START DATA TO PROCESS

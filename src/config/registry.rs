//! Garden registry
//!
//! Owns the in-memory configuration and implements the lookup and mutation
//! operations behind `gardenctl config`. Every mutation rewrites the whole
//! document at the given destination. A failed save leaves the in-memory
//! document mutated, so callers must treat the operation as failed.

use std::collections::BTreeMap;
use std::path::Path;

use super::ordered::{dedup_ordered, split_lines};
use super::{store, Config, ConfigError, Garden};

/// Newline-separated aliases of the garden being added.
pub const METADATA_ALIASES: &str = "aliases";

/// Cluster identity of the garden being added.
pub const METADATA_IDENTITY: &str = "identity";

/// Newline-separated match patterns merged into the global list.
pub const METADATA_MATCH_PATTERNS: &str = "global.matchPatterns";

/// Fields to change in [`GardenRegistry::set_garden`].
///
/// `None` leaves the current value alone, `Some("")` clears it.
#[derive(Debug, Clone, Default, PartialEq, Eq)]
pub struct GardenUpdate {
    pub kubeconfig: Option<String>,
    pub context: Option<String>,
    pub identity: Option<String>,
    pub aliases: Option<Vec<String>>,
}

impl GardenUpdate {
    fn apply(self, garden: &mut Garden) {
        if let Some(kubeconfig) = self.kubeconfig {
            garden.kubeconfig = kubeconfig;
        }
        if let Some(context) = self.context {
            garden.context = context;
        }
        if let Some(identity) = self.identity {
            garden.identity = identity;
        }
        if let Some(aliases) = self.aliases {
            garden.aliases = aliases;
        }
    }
}

/// The set of known gardens plus the global match patterns
#[derive(Debug, Clone, Default)]
pub struct GardenRegistry {
    config: Config,
}

impl GardenRegistry {
    pub fn new(config: Config) -> Self {
        Self { config }
    }

    /// Load the registry from a configuration file
    pub fn load(path: &Path) -> Result<Self, ConfigError> {
        store::load_from_file(path).map(Self::new)
    }

    pub fn config(&self) -> &Config {
        &self.config
    }

    /// Resolve a garden name or alias to the garden's unique name.
    ///
    /// Exact name matches take precedence over aliases; within each kind the
    /// first garden in document order wins.
    pub fn resolve_name(&self, name_or_alias: &str) -> Result<&str, ConfigError> {
        let gardens = &self.config.gardens;
        gardens
            .iter()
            .find(|g| g.name == name_or_alias)
            .or_else(|| gardens.iter().find(|g| g.has_alias(name_or_alias)))
            .map(|g| g.name.as_str())
            .ok_or_else(|| ConfigError::NotFound(name_or_alias.to_string()))
    }

    /// Register a new garden and persist the configuration.
    ///
    /// `metadata` is the cluster's published settings. Only the
    /// [`METADATA_ALIASES`], [`METADATA_IDENTITY`] and
    /// [`METADATA_MATCH_PATTERNS`] keys are read; anything else is ignored.
    pub fn add_garden(
        &mut self,
        name: &str,
        kubeconfig: &str,
        context: &str,
        metadata: &BTreeMap<String, String>,
        destination: &Path,
    ) -> Result<(), ConfigError> {
        if name.is_empty() {
            return Err(ConfigError::Validation("garden name is required".to_string()));
        }
        if self.config.garden(name).is_some() {
            return Err(ConfigError::DuplicateName(name.to_string()));
        }

        let lines = |key: &str| metadata.get(key).map(|v| split_lines(v)).unwrap_or_default();

        let garden = Garden {
            name: name.to_string(),
            identity: metadata.get(METADATA_IDENTITY).cloned().unwrap_or_default(),
            context: context.to_string(),
            kubeconfig: kubeconfig.to_string(),
            aliases: dedup_ordered(lines(METADATA_ALIASES)),
        };
        self.config.gardens.push(garden);

        let patterns = std::mem::take(&mut self.config.match_patterns);
        self.config.match_patterns = dedup_ordered(patterns.into_iter().chain(lines(METADATA_MATCH_PATTERNS)));

        tracing::debug!(
            garden = name,
            patterns = self.config.match_patterns.len(),
            "added garden"
        );

        store::save_to_file(destination, &self.config)
    }

    /// Create or update a garden by name and persist the configuration.
    ///
    /// Existing gardens only change the fields set in `update`. A new garden
    /// takes the set fields and leaves the rest empty.
    pub fn set_garden(&mut self, name: &str, update: GardenUpdate, destination: &Path) -> Result<(), ConfigError> {
        if name.is_empty() {
            return Err(ConfigError::Validation("garden name is required".to_string()));
        }

        match self.config.garden_mut(name) {
            Some(garden) => {
                update.apply(garden);
                tracing::debug!(garden = name, "updated garden");
            }
            None => {
                let mut garden = Garden {
                    name: name.to_string(),
                    ..Default::default()
                };
                update.apply(&mut garden);
                self.config.gardens.push(garden);
                tracing::debug!(garden = name, "created garden");
            }
        }

        store::save_to_file(destination, &self.config)
    }
}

END DATA TO PROCESS

◆ **ASSIGNMENT**: Give all the records again. Match them exactly.

◆ **EXPECTED ANSWER**:
filename src/config/registry.rs
//! Garden registry
//!
//! Owns the in-memory configuration and implements the lookup and mutation
//! operations behind `gardenctl config`. Every mutation rewrites the whole
//! document at the given destination. A failed save leaves the in-memory
//! document mutated, so callers must treat the operation as failed.

use std::collections::BTreeMap;
use std::path::Path;

use super::ordered::{dedup_ordered, split_lines};
use super::{store, Config, ConfigError, Garden};

/// Newline-separated aliases of the garden being added.
pub const METADATA_ALIASES: &str = "aliases";

/// Cluster identity of the garden being added.
pub const METADATA_IDENTITY: &str = "identity";

/// Newline-separated match patterns merged into the global list.
pub const METADATA_MATCH_PATTERNS: &str = "global.matchPatterns";

/// Fields to change in [`GardenRegistry::set_garden`].
///
/// `None` leaves the current value alone, `Some("")` clears it.
#[derive(Debug, Clone, Default, PartialEq, Eq)]
pub struct GardenUpdate {
    pub kubeconfig: Option<String>,
    pub context: Option<String>,
    pub identity: Option<String>,
    pub aliases: Option<Vec<String>>,
}

impl GardenUpdate {
    fn apply(self, garden: &mut Garden) {
        if let Some(kubeconfig) = self.kubeconfig {
            garden.kubeconfig = kubeconfig;
        }
        if let Some(context) = self.context {
            garden.context = context;
        }
        if let Some(identity) = self.identity {
            garden.identity = identity;
        }
        if let Some(aliases) = self.aliases {
            garden.aliases = aliases;
        }
    }
}

/// The set of known gardens plus the global match patterns
#[derive(Debug, Clone, Default)]
pub struct GardenRegistry {
    config: Config,
}

impl GardenRegistry {
    pub fn new(config: Config) -> Self {
        Self { config }
    }

    /// Load the registry from a configuration file
    pub fn load(path: &Path) -> Result<Self, ConfigError> {
        store::load_from_file(path).map(Self::new)
    }

    pub fn config(&self) -> &Config {
        &self.config
    }

    /// Resolve a garden name or alias to the garden's unique name.
    ///
    /// Exact name matches take precedence over aliases; within each kind the
    /// first garden in document order wins.
    pub fn resolve_name(&self, name_or_alias: &str) -> Result<&str, ConfigError> {
        let gardens = &self.config.gardens;
        gardens
            .iter()
            .find(|g| g.name == name_or_alias)
            .or_else(|| gardens.iter().find(|g| g.has_alias(name_or_alias)))
            .map(|g| g.name.as_str())
            .ok_or_else(|| ConfigError::NotFound(name_or_alias.to_string()))
    }

    /// Register a new garden and persist the configuration.
    ///
    /// `metadata` is the cluster's published settings. Only the
    /// [`METADATA_ALIASES`], [`METADATA_IDENTITY`] and
    /// [`METADATA_MATCH_PATTERNS`] keys are read; anything else is ignored.
    pub fn add_garden(
        &mut self,
        name: &str,
        kubeconfig: &str,
        context: &str,
        metadata: &BTreeMap<String, String>,
        destination: &Path,
    ) -> Result<(), ConfigError> {
        if name.is_empty() {
            return Err(ConfigError::Validation("garden name is required".to_string()));
        }
        if self.config.garden(name).is_some() {
            return Err(ConfigError::DuplicateName(name.to_string()));
        }

        let lines = |key: &str| metadata.get(key).map(|v| split_lines(v)).unwrap_or_default();

        let garden = Garden {
            name: name.to_string(),
            identity: metadata.get(METADATA_IDENTITY).cloned().unwrap_or_default(),
            context: context.to_string(),
            kubeconfig: kubeconfig.to_string(),
            aliases: dedup_ordered(lines(METADATA_ALIASES)),
        };
        self.config.gardens.push(garden);

        let patterns = std::mem::take(&mut self.config.match_patterns);
        self.config.match_patterns = dedup_ordered(patterns.into_iter().chain(lines(METADATA_MATCH_PATTERNS)));

        tracing::debug!(
            garden = name,
            patterns = self.config.match_patterns.len(),
            "added garden"
        );

        store::save_to_file(destination, &self.config)
    }

    /// Create or update a garden by name and persist the configuration.
    ///
    /// Existing gardens only change the fields set in `update`. A new garden
    /// takes the set fields and leaves the rest empty.
    pub fn set_garden(&mut self, name: &str, update: GardenUpdate, destination: &Path) -> Result<(), ConfigError> {
        if name.is_empty() {
            return Err(ConfigError::Validation("garden name is required".to_string()));
        }

        match self.config.garden_mut(name) {
            Some(garden) => {
                update.apply(garden);
                tracing::debug!(garden = name, "updated garden");
            }
            None => {
                let mut garden = Garden {
                    name: name.to_string(),
                    ..Default::default()
                };
                update.apply(&mut garden);
                self.config.gardens.push(garden);
                tracing::debug!(garden = name, "created garden");
            }
        }

        store::save_to_file(destination, &self.config)
    }
}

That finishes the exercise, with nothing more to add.